Motilal Oswal Reiterates Buy Call on Tech Mahindra, Targets Rs 1750
Tech Mahindra Posts Strong Q4 Earnings, Reiterates Buy Rating
Tech Mahindra, a leading information technology service provider, has reported its fourth quarter fiscal year 2026 (4QFY26) earnings, which have been in line with the expectations of Motilal Oswal's research team. The company's revenue for the quarter stood at USD1.6 billion, representing a quarterly on-quarter (QoQ) growth of 0.6% in constant currency (CC).

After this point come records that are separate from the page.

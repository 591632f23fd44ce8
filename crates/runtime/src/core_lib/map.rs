//! The `Map` core class
//!
//! `keys`, `[]`, and `delete` are the map's primitive operations, `values`, `empty?`, and `clear`
//! are derived from them via [KeyedCollection].

use crate::{CallContext, Result, prelude::*};

fn allocate() -> RValue {
    RMap::default().into()
}

/// Makes the `Map` class
pub fn make_class() -> ClassBuilder {
    ClassBuilder::new("Map")
        .builtin(Some(allocate))
        .method("keys", |ctx| {
            let expected_error = "|Map|";

            match map_instance_and_args(ctx, expected_error)? {
                (RValue::Map(m), []) => {
                    let keys = KeyedCollection::keys(m)
                        .into_iter()
                        .map(|key| key.value().clone())
                        .collect::<ValueVec>();
                    Ok(RList::with_data(keys).into())
                }
                (instance, args) => unexpected_args_after_instance(expected_error, instance, args),
            }
        })
        .method("[]", |ctx| {
            let expected_error = "|Map, Object|";

            match map_instance_and_args(ctx, expected_error)? {
                (RValue::Map(m), [key]) => {
                    KeyedCollection::get(m, &ValueKey::try_from(key.clone())?)
                }
                (instance, args) => unexpected_args_after_instance(expected_error, instance, args),
            }
        })
        .method("delete", |ctx| {
            let expected_error = "|Map, Object|";

            match map_instance_and_args(ctx, expected_error)? {
                (RValue::Map(m), [key]) => {
                    let key = ValueKey::try_from(key.clone())?;
                    Ok(m.clone().delete(&key).unwrap_or_default())
                }
                (instance, args) => unexpected_args_after_instance(expected_error, instance, args),
            }
        })
        .method("[]=", |ctx| {
            let expected_error = "|Map, Object, Object|";

            match map_instance_and_args(ctx, expected_error)? {
                (RValue::Map(m), [key, value]) => {
                    m.insert(ValueKey::try_from(key.clone())?, value.clone());
                    Ok(value.clone())
                }
                (instance, args) => unexpected_args_after_instance(expected_error, instance, args),
            }
        })
        .method("size", |ctx| {
            let expected_error = "|Map|";

            match map_instance_and_args(ctx, expected_error)? {
                (RValue::Map(m), []) => Ok(m.len().into()),
                (instance, args) => unexpected_args_after_instance(expected_error, instance, args),
            }
        })
        .method("key?", |ctx| {
            let expected_error = "|Map, Object|";

            match map_instance_and_args(ctx, expected_error)? {
                (RValue::Map(m), [key]) => {
                    Ok(m.contains_key(&ValueKey::try_from(key.clone())?).into())
                }
                (instance, args) => unexpected_args_after_instance(expected_error, instance, args),
            }
        })
        .method("values", |ctx| {
            let expected_error = "|Map|";

            match map_instance_and_args(ctx, expected_error)? {
                (RValue::Map(m), []) => Ok(RList::with_data(m.values()?).into()),
                (instance, args) => unexpected_args_after_instance(expected_error, instance, args),
            }
        })
        .method("empty?", |ctx| {
            let expected_error = "|Map|";

            match map_instance_and_args(ctx, expected_error)? {
                (RValue::Map(m), []) => Ok(KeyedCollection::is_empty(m).into()),
                (instance, args) => unexpected_args_after_instance(expected_error, instance, args),
            }
        })
        .method("clear", |ctx| {
            let expected_error = "|Map|";

            match map_instance_and_args(ctx, expected_error)? {
                (RValue::Map(m), []) => {
                    let mut m = m.clone();
                    m.clear();
                    Ok(m.into())
                }
                (instance, args) => unexpected_args_after_instance(expected_error, instance, args),
            }
        })
}

fn map_instance_and_args<'a>(
    ctx: &'a CallContext,
    expected_error: &str,
) -> Result<(&'a RValue, &'a [RValue])> {
    ctx.instance_and_args(|value| matches!(value, RValue::Map(_)), expected_error)
}
use crate::{Error, ErrorKind, Result, prelude::*};
use std::{collections::BTreeMap, fmt};

/// A container that supports bulk operations derived from three primitives
///
/// Implementors provide key enumeration, lookup by key, and deletion by key. The remaining
/// operations are derived from those primitives, so any container with the same three operations
/// gets them for free.
///
/// If the container can report its size cheaply then [KeyedCollection::size] should be overridden,
/// [KeyedCollection::is_empty] will then use it instead of enumerating the keys.
///
/// The container mustn't be modified by another handle while a derived operation is running.
pub trait KeyedCollection {
    /// The container's key type
    type Key: Clone + fmt::Display;
    /// The container's value type
    type Value;

    /// Returns a snapshot of the container's keys
    ///
    /// The order is up to the container, but must stay the same while the container is unmodified.
    fn keys(&self) -> Vec<Self::Key>;

    /// Returns the value corresponding to the key
    ///
    /// A [KeyNotFound](ErrorKind::KeyNotFound) error is returned if the key isn't present.
    fn get(&self, key: &Self::Key) -> Result<Self::Value>;

    /// Removes the entry with the given key, returning the removed value
    ///
    /// Deleting a key that isn't present is a no-op that returns `None`.
    fn delete(&mut self, key: &Self::Key) -> Option<Self::Value>;

    /// Returns the number of entries, if the container can provide it without enumeration
    fn size(&self) -> Option<usize> {
        None
    }

    /// Returns the container's values, in the order of [KeyedCollection::keys]
    fn values(&self) -> Result<Vec<Self::Value>> {
        self.keys().iter().map(|key| self.get(key)).collect()
    }

    /// Returns true if the container has no entries
    fn is_empty(&self) -> bool {
        match self.size() {
            Some(size) => size == 0,
            None => self.keys().is_empty(),
        }
    }

    /// Removes all of the container's entries
    fn clear(&mut self) {
        // Deleting while enumerating the live keys isn't safe, so work from a snapshot
        for key in self.keys() {
            self.delete(&key);
        }
    }
}

/// Returns the error used when a key is missing from a [KeyedCollection]
pub fn key_not_found(key: &impl fmt::Display) -> Error {
    ErrorKind::KeyNotFound(key.to_string()).into()
}

impl KeyedCollection for RMap {
    type Key = ValueKey;
    type Value = RValue;

    fn keys(&self) -> Vec<ValueKey> {
        self.data().keys().cloned().collect()
    }

    fn get(&self, key: &ValueKey) -> Result<RValue> {
        RMap::get(self, key).ok_or_else(|| key_not_found(key))
    }

    fn delete(&mut self, key: &ValueKey) -> Option<RValue> {
        self.remove(key)
    }

    fn size(&self) -> Option<usize> {
        Some(self.len())
    }
}

impl<K, V> KeyedCollection for BTreeMap<K, V>
where
    K: Ord + Clone + fmt::Display,
    V: Clone,
{
    type Key = K;
    type Value = V;

    fn keys(&self) -> Vec<K> {
        BTreeMap::keys(self).cloned().collect()
    }

    fn get(&self, key: &K) -> Result<V> {
        BTreeMap::get(self, key)
            .cloned()
            .ok_or_else(|| key_not_found(key))
    }

    fn delete(&mut self, key: &K) -> Option<V> {
        self.remove(key)
    }
}

#[cfg(test)]
mod tests {
    use super::*;
    use std::cell::Cell;

    fn make_map() -> RMap {
        let map = RMap::new();
        map.insert("k1", "v1");
        map.insert("k2", "v2");
        map
    }

    #[test]
    fn values_follow_key_order() {
        let map = make_map();

        assert_eq!(
            KeyedCollection::keys(&map),
            vec![ValueKey::from("k1"), ValueKey::from("k2")]
        );
        assert_eq!(
            map.values().unwrap(),
            vec![RValue::from("v1"), RValue::from("v2")]
        );
    }

    #[test]
    fn clear_removes_every_entry() {
        let mut map = make_map();

        assert!(!KeyedCollection::is_empty(&map));
        map.clear();
        assert!(KeyedCollection::is_empty(&map));
        assert!(KeyedCollection::keys(&map).is_empty());
    }

    #[test]
    fn missing_keys() {
        let mut map = make_map();
        let missing = ValueKey::from("nope");

        let error = KeyedCollection::get(&map, &missing).unwrap_err();
        assert!(matches!(error.kind(), ErrorKind::KeyNotFound(_)));
        assert_eq!(error.to_string(), r#"key not found: "nope""#);
        assert!(map.delete(&missing).is_none());
        assert_eq!(map.len(), 2);
    }

    #[test]
    fn btree_maps_get_the_derived_operations() {
        let mut map = BTreeMap::from([(2, "b"), (1, "a")]);

        assert_eq!(KeyedCollection::values(&map).unwrap(), vec!["a", "b"]);
        assert!(!KeyedCollection::is_empty(&map));
        KeyedCollection::clear(&mut map);
        assert!(KeyedCollection::is_empty(&map));
        assert!(KeyedCollection::get(&map, &1).is_err());
    }

    // A container without a size primitive that counts key enumerations
    struct CountingKeys {
        entries: Vec<(String, i64)>,
        key_calls: Cell<usize>,
    }

    impl KeyedCollection for CountingKeys {
        type Key = String;
        type Value = i64;

        fn keys(&self) -> Vec<String> {
            self.key_calls.set(self.key_calls.get() + 1);
            self.entries.iter().map(|(key, _)| key.clone()).collect()
        }

        fn get(&self, key: &String) -> Result<i64> {
            self.entries
                .iter()
                .find(|(k, _)| k == key)
                .map(|(_, value)| *value)
                .ok_or_else(|| key_not_found(key))
        }

        fn delete(&mut self, key: &String) -> Option<i64> {
            let index = self.entries.iter().position(|(k, _)| k == key)?;
            Some(self.entries.remove(index).1)
        }
    }

    #[test]
    fn is_empty_falls_back_to_keys_without_a_size() {
        let mut container = CountingKeys {
            entries: vec![("a".into(), 1), ("b".into(), 2)],
            key_calls: Cell::new(0),
        };

        assert!(!container.is_empty());
        assert_eq!(container.key_calls.get(), 1);

        container.clear();
        assert!(container.is_empty());
        assert_eq!(container.values().unwrap(), Vec::<i64>::new());
    }

    #[test]
    fn is_empty_prefers_the_size_primitive() {
        struct WithSize(CountingKeys);

        impl KeyedCollection for WithSize {
            type Key = String;
            type Value = i64;

            fn keys(&self) -> Vec<String> {
                self.0.keys()
            }

            fn get(&self, key: &String) -> Result<i64> {
                self.0.get(key)
            }

            fn delete(&mut self, key: &String) -> Option<i64> {
                self.0.delete(key)
            }

            fn size(&self) -> Option<usize> {
                Some(self.0.entries.len())
            }
        }

        let container = WithSize(CountingKeys {
            entries: vec![("a".into(), 1)],
            key_calls: Cell::new(0),
        });

        assert!(!container.is_empty());
        assert_eq!(container.0.key_calls.get(), 0);
    }
}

Breaking down the revenue performance, the BFSI (Banks, Financial Institutions, and Insurance) segment saw a significant growth of 8.0% QoQ, while the Technology segment recorded a rise of 2.5% QoQ. On the other hand, the Retail segment declined by 5.3% QoQ in USD terms. The company's earnings before interest and tax (EBIT) margin witnessed a substantial increase of 70 basis points (bp) QoQ to 13.8%, surpassing the research team's estimate of 13.6%.
The adjusted profit after tax (Adj. PAT) for the quarter stood at INR14 billion, representing a QoQ growth of 2.2% and a year-over-year (YoY) growth of 16%. However, this figure fell short of the research team's estimate of INR15 billion. The net new deal (NN) deal value of USD1,073 million declined by 2.1% QoQ but recorded a notable increase of 34.5% YoY.
Read also: Treasury Yields Experience Largest Increase in Two Weeks Following Release of Labor Market Data
Outlook and Recommendations
Despite the mixed performance in certain segments, Motilal Oswal's research team remains optimistic about Tech Mahindra's turnaround story. The team values the company at 20 times its estimated earnings per share (EPS) for fiscal year 2028 (FY28E) and recommends a target price of INR1,750, which represents a 20% upside from the current market price. Consequently, the research team reiterates its buy rating on the stock.
Investor Takeaway
Investors should consider buying Tech Mahindra due to its bottom-up turnaround story.